Timber REITs: Dividend Yields and the Dallas Mavericks

29 07 2012

Rayonier’s (RYN) announced ten percent dividend increase reminded me of the well-traveled quote from investor and Dallas Mavericks owner Mark Cuban on stocks and dividends:

I believe non dividend stocks aren’t much more than baseball cards. They are worth what you can convince someone to pay for it.

The quote speaks to the importance of considering ‘total return’, which accounts for both (cash) income and (capital) appreciation, when valuing investments.  For timberland-owning REITs, this includes (1) quarterly dividends and (2) changes in stock prices for a given time frame.  For direct timberland investments, this includes (1) income generated from, in part, timber sales and other forest management activities as well as (2) appreciation of the land and standing forest.

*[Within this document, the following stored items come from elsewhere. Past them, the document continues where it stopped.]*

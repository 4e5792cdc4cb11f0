use tracing::debug;

use svckit::database::{CqlSession, SchemaCatalog};
use svckit::errors::KeyspaceError;

use crate::replication::LiveKeyspaceConfig;

/// Read-side view of the cluster's schema catalog.
pub struct SchemaInspector<'a> {
    session: &'a dyn CqlSession,
    catalog: SchemaCatalog,
}

impl<'a> SchemaInspector<'a> {
    /// Asks the server for its version to pick the catalog table.
    pub async fn detect(session: &'a dyn CqlSession) -> Result<SchemaInspector<'a>, KeyspaceError> {
        let release_version = session.release_version().await?;
        let catalog = SchemaCatalog::from_release_version(&release_version)?;
        debug!("Server {} uses the {:?} schema catalog", release_version, catalog);
        Ok(Self { session, catalog })
    }

    pub fn catalog(&self) -> SchemaCatalog {
        self.catalog
    }

    /// Case-sensitive membership test against the live catalog.
    pub async fn keyspace_exists(&self, keyspace: &str) -> Result<bool, KeyspaceError> {
        let names = self.session.keyspace_names(self.catalog).await?;
        Ok(names.iter().any(|name| name == keyspace))
    }

    /// Fetches the exported definition of an existing keyspace and parses it.
    pub async fn live_config(&self, keyspace: &str) -> Result<LiveKeyspaceConfig, KeyspaceError> {
        let definition = self
            .session
            .keyspace_definition(self.catalog, keyspace)
            .await?
            .ok_or_else(|| {
                KeyspaceError::DatabaseError(format!("Keyspace {} disappeared while being inspected", keyspace))
            })?;

        let fragment = definition.export_as_cql();
        debug!("Live definition: {}", fragment);
        LiveKeyspaceConfig::parse(&fragment)
    }
}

Last week, NCREIF announced year-to-date (through Q2 2012) total returns for private US timberlands of 0.97%.  This total return number includes 1.54% from income and -0.57% from appreciation.  Alternately, publicly-traded timber REITs, as measured by the Forisk Timber REIT (FTR) Index, generated year-to-date total returns (through July 27, 2012) of 19.93%.  As of July 27, 2012, the four timber REITs provided the following dividend yields:

  • Plum Creek (PCL): 4.15%
  • Potlatch (PCH): 3.69%
  • Rayonier (RYN): 3.50%
  • Weyerhaeuser (WY): 2.54%

However, timberlands-versus-timber REITs is not an acorn-to-acorn comparison. For multi-year investors, direct ownership of timberlands continue to provide superior capital preservation and diversification, while public REITs offer superior liquidity and total returns with more risk.  While timber REITs attract attention from dividend-seeking investors, the figure below highlights the advantages and disadvantages of focusing solely on dividend yields (income) when investing in equities.  Equity values can and will dive with the overall market (see 2008-2009) while long-term investors gained through buy-and-hold-and-dividend reinvestment strategies.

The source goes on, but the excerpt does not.